EXERCISE DESCRIPTION: Only a single number is expected: how many lines of the data hold the word "PopupPlugin".
------ SUPPLIED MATERIAL ------
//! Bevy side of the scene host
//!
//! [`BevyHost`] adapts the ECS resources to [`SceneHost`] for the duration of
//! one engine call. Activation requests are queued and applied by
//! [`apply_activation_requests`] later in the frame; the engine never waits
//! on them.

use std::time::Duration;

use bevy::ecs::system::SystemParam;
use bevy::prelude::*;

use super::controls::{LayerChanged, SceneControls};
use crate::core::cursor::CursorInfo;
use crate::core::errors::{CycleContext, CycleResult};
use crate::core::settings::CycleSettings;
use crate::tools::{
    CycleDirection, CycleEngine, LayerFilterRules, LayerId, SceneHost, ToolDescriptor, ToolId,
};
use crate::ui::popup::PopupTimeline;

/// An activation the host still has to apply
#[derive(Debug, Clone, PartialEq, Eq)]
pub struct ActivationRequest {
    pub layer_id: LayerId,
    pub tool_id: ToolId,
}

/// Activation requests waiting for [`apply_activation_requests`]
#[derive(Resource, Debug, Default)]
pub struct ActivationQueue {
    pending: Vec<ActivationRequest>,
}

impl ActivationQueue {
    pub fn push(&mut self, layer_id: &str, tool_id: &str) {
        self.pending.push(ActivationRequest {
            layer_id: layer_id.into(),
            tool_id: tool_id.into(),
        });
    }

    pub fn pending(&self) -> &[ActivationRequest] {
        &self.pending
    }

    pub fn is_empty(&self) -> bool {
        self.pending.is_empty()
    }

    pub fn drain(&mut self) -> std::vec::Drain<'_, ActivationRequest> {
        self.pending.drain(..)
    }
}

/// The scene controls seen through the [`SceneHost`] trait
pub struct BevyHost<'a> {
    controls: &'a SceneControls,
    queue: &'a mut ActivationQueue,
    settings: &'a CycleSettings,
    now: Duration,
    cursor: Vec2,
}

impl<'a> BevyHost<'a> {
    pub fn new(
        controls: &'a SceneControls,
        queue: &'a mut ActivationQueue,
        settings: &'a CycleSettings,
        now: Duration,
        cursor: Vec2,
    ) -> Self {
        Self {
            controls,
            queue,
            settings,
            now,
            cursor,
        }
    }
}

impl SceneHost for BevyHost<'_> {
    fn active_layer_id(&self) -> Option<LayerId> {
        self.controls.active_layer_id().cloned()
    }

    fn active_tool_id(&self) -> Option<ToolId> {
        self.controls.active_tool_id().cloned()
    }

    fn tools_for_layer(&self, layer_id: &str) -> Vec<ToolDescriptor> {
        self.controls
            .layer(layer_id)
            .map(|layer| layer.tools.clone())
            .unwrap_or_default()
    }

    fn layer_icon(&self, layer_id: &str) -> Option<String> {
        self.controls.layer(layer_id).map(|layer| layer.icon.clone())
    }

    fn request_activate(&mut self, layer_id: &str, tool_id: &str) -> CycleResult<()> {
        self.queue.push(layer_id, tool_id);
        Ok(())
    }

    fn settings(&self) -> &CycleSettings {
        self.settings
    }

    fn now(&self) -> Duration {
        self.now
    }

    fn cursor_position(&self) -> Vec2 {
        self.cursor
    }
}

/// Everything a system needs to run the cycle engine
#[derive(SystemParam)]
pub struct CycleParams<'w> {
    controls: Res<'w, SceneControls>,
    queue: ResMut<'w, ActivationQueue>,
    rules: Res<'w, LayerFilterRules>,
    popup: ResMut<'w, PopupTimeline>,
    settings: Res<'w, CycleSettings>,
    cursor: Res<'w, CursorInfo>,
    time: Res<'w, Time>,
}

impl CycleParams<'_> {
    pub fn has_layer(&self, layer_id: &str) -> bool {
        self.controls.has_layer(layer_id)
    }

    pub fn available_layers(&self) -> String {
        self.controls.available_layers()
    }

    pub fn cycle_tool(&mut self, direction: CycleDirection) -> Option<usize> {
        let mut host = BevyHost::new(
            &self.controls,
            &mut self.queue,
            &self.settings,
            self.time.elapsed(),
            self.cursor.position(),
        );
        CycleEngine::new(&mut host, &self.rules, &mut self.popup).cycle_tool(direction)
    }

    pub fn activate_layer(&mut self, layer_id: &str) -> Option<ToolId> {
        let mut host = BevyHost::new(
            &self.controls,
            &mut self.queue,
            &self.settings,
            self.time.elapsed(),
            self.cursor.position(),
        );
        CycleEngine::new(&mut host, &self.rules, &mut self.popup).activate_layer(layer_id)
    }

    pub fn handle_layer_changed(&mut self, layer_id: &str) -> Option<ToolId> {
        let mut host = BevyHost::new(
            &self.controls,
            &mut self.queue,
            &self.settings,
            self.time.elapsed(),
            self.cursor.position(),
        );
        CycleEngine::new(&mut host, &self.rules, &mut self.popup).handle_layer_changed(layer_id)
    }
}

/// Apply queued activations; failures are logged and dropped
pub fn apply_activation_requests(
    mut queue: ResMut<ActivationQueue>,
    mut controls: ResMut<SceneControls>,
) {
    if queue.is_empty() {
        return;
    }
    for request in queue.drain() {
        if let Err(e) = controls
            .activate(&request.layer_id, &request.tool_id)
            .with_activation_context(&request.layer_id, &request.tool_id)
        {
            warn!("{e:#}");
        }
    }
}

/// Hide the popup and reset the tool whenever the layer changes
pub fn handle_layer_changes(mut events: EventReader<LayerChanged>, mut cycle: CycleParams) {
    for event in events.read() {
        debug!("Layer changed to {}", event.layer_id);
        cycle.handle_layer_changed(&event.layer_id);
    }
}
------
------ SUPPLIED MATERIAL ------
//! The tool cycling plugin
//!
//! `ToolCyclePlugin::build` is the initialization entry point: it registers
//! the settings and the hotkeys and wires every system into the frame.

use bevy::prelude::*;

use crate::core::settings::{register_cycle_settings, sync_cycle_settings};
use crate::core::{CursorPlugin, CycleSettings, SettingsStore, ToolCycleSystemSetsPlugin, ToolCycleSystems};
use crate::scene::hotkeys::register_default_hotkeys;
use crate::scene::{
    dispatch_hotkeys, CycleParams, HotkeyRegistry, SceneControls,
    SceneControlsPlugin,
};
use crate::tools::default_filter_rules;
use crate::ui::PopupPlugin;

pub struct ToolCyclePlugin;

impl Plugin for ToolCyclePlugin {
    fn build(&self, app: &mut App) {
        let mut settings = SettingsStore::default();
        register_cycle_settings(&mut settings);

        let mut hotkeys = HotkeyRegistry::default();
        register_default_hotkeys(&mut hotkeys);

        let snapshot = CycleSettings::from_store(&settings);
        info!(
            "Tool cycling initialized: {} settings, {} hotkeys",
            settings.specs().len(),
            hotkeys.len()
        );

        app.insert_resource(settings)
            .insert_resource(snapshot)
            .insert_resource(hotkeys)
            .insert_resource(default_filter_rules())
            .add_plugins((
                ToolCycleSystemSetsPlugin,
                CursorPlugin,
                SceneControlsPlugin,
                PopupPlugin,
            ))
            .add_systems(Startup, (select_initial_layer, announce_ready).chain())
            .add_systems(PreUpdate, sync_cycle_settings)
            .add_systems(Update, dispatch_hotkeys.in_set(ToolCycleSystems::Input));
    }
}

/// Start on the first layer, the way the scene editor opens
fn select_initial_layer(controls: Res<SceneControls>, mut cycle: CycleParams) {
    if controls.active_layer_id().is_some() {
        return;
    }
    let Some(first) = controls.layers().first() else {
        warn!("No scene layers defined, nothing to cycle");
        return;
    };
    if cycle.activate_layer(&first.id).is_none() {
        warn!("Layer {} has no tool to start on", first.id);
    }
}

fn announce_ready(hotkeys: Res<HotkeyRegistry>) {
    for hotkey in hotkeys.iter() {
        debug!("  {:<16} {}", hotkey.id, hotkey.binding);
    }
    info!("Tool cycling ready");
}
------
------ SUPPLIED MATERIAL ------
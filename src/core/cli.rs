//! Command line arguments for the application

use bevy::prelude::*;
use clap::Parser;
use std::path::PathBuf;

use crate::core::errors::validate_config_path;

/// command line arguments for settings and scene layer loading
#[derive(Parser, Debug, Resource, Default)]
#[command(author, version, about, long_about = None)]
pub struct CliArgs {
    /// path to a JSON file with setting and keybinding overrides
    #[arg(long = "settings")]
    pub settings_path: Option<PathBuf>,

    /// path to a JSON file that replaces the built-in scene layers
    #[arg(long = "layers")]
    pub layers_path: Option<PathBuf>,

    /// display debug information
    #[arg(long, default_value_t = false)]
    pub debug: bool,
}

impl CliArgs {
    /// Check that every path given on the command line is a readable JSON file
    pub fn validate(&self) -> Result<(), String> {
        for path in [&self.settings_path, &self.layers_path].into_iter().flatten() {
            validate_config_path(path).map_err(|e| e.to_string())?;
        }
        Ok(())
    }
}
------
RESPONSE TO THIS TASK: 2